* Exercise goal:
Report each line of the entries below that includes "false".

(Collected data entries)
<<<<
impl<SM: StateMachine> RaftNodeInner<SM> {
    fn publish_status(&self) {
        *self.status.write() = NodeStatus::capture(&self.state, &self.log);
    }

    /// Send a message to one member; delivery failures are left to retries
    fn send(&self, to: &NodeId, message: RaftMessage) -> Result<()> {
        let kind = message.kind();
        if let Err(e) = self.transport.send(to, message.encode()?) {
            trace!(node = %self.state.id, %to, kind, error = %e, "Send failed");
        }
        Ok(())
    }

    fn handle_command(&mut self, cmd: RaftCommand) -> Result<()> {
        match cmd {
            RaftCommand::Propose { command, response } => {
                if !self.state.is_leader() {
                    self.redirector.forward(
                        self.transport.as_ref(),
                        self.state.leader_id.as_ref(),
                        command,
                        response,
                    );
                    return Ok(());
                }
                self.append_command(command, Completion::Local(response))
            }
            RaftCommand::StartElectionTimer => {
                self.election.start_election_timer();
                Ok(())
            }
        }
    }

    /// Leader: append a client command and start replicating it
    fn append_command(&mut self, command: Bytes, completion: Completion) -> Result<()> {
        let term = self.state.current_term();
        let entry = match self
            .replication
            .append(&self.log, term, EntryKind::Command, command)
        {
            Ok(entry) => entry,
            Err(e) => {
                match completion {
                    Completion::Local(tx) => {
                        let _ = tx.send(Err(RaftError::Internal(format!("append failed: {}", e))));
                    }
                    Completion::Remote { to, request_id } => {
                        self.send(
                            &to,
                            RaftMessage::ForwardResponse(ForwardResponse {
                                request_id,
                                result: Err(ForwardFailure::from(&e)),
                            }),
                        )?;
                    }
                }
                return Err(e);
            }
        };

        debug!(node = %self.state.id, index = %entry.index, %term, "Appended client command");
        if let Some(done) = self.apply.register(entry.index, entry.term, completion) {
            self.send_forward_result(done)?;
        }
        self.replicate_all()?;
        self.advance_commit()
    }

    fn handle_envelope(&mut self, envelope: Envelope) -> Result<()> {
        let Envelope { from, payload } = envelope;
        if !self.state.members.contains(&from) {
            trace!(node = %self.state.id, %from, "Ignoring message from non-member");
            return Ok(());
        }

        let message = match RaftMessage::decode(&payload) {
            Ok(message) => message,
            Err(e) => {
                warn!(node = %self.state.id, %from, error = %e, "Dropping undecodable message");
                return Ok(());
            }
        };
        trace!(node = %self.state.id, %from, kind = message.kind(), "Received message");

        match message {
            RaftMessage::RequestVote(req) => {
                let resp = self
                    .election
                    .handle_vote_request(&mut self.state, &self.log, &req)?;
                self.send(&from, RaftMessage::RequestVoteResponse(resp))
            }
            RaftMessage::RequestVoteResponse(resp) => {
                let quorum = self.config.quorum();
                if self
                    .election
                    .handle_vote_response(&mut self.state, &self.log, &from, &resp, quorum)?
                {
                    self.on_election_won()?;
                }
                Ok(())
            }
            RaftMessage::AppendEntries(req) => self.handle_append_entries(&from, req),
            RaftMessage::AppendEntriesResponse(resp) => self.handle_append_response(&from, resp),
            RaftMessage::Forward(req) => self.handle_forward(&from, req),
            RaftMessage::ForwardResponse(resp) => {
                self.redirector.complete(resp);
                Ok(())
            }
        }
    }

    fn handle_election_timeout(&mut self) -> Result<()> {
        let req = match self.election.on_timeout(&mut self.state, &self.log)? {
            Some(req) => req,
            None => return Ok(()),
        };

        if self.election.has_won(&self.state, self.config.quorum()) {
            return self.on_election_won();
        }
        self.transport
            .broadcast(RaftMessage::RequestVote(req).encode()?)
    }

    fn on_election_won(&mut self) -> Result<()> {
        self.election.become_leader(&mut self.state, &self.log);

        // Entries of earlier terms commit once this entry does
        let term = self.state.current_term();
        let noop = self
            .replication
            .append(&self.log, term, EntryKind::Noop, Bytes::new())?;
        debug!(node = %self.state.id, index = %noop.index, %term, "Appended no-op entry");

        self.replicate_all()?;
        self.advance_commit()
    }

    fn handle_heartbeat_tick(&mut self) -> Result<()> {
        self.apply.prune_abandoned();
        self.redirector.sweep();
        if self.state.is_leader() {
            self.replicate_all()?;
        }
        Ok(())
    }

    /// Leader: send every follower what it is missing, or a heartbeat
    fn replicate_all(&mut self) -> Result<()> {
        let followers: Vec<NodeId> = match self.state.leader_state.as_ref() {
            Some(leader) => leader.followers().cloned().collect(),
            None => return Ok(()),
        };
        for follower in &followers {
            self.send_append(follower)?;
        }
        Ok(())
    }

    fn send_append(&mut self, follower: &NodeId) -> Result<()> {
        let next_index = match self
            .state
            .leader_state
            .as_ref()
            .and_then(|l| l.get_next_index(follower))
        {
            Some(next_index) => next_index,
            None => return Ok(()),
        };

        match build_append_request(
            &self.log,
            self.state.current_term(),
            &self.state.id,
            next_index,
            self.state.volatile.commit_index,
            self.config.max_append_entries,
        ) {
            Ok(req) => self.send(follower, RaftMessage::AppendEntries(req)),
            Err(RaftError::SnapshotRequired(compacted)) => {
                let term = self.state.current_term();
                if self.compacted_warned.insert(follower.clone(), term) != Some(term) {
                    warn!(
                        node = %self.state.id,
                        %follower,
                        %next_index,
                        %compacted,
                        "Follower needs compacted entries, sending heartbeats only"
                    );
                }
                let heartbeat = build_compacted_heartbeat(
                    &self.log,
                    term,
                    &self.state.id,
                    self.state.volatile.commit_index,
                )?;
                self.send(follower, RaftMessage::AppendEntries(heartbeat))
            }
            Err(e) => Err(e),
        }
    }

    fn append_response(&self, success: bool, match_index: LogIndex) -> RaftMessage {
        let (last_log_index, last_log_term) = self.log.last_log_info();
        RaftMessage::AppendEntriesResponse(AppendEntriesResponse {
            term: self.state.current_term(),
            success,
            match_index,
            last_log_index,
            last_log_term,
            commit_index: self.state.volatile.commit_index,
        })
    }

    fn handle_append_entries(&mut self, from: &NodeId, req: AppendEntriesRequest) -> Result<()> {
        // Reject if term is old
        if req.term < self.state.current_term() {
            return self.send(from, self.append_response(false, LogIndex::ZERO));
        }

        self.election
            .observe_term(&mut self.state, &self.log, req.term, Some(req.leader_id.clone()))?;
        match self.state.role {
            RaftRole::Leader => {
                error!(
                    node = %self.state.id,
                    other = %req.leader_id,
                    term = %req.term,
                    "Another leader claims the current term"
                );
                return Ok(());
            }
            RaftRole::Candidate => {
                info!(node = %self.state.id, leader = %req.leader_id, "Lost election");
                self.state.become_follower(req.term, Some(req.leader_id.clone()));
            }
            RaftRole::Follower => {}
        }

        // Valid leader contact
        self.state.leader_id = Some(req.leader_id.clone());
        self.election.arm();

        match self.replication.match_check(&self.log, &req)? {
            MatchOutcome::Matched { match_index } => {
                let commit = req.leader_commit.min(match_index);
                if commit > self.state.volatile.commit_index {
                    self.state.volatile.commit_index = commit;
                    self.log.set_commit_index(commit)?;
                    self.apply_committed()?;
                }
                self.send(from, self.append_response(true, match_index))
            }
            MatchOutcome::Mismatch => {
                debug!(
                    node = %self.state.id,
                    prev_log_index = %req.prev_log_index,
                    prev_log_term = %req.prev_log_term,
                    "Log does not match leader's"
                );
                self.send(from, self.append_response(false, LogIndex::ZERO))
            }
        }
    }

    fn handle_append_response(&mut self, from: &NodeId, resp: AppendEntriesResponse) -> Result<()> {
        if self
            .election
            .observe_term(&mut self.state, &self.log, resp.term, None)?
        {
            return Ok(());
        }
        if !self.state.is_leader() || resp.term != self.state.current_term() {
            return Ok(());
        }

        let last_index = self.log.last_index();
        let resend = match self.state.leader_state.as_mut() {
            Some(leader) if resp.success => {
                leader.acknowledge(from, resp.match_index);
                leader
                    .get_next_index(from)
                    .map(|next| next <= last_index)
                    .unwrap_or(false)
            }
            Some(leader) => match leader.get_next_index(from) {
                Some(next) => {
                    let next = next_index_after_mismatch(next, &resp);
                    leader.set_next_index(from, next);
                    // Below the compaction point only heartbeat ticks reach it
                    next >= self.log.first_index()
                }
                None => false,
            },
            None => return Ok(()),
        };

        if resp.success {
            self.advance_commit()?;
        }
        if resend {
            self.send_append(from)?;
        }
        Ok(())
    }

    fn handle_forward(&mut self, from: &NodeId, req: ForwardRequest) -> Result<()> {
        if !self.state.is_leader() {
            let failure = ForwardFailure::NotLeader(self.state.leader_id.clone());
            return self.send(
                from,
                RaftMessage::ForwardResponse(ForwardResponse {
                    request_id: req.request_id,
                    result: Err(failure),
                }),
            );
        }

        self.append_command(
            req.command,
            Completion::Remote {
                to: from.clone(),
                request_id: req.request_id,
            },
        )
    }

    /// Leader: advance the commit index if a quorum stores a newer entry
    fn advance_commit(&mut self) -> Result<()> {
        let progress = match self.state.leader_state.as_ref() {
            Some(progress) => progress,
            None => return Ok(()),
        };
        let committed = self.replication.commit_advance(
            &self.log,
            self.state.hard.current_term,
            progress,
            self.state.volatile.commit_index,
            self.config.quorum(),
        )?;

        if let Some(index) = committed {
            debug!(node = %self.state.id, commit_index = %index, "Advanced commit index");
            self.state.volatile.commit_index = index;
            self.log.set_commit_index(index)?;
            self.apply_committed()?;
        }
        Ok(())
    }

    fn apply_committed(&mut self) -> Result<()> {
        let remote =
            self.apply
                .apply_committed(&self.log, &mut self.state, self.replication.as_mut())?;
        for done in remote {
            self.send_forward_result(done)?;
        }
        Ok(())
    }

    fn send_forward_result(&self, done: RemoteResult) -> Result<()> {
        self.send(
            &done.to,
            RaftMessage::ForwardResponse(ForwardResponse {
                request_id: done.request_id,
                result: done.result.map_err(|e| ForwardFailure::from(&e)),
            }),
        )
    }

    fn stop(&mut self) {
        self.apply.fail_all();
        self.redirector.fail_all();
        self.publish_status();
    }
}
>>>>
* Exercise answer:
            return self.send(from, self.append_response(false, LogIndex::ZERO));
                self.send(from, self.append_response(false, LogIndex::ZERO))
                    .unwrap_or(false)
                None => false,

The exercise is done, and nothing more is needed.